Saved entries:
____

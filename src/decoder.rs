//! Decoding of the base64 payloads the calling shell passes on the command line.

use base64::{engine::general_purpose, Engine as _};
use thiserror::Error;

#[derive(Debug, Error, PartialEq)]
pub enum DecodeError {
    #[error("malformed base64: {0}")]
    Base64(String),
    #[error("payload is not valid UTF-8: {0}")]
    Utf8(String),
}

/// Decodes a standard, padded base64 payload into text.
///
/// Empty (or whitespace-only) input decodes to an empty string. Malformed
/// input is an error and is never replaced with empty text.
pub fn decode(encoded: &str) -> Result<String, DecodeError> {
    let encoded = encoded.trim();
    if encoded.is_empty() {
        return Ok(String::new());
    }

    let bytes = general_purpose::STANDARD
        .decode(encoded)
        .map_err(|e| DecodeError::Base64(e.to_string()))?;

    String::from_utf8(bytes).map_err(|e| DecodeError::Utf8(e.to_string()))
}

____

◆ PROBLEM TO WORK ON ◆
Taking the records from the top, repeat each line exactly until you have repeated the line that contains "with empty text.".

◆ SOLUTION TO THE PROBLEM ◆
filename src/decoder.rs
//! Decoding of the base64 payloads the calling shell passes on the command line.

use base64::{engine::general_purpose, Engine as _};
use thiserror::Error;

#[derive(Debug, Error, PartialEq)]
pub enum DecodeError {
    #[error("malformed base64: {0}")]
    Base64(String),
    #[error("payload is not valid UTF-8: {0}")]
    Utf8(String),
}

/// Decodes a standard, padded base64 payload into text.
///
/// Empty (or whitespace-only) input decodes to an empty string. Malformed
/// input is an error and is never replaced with empty text.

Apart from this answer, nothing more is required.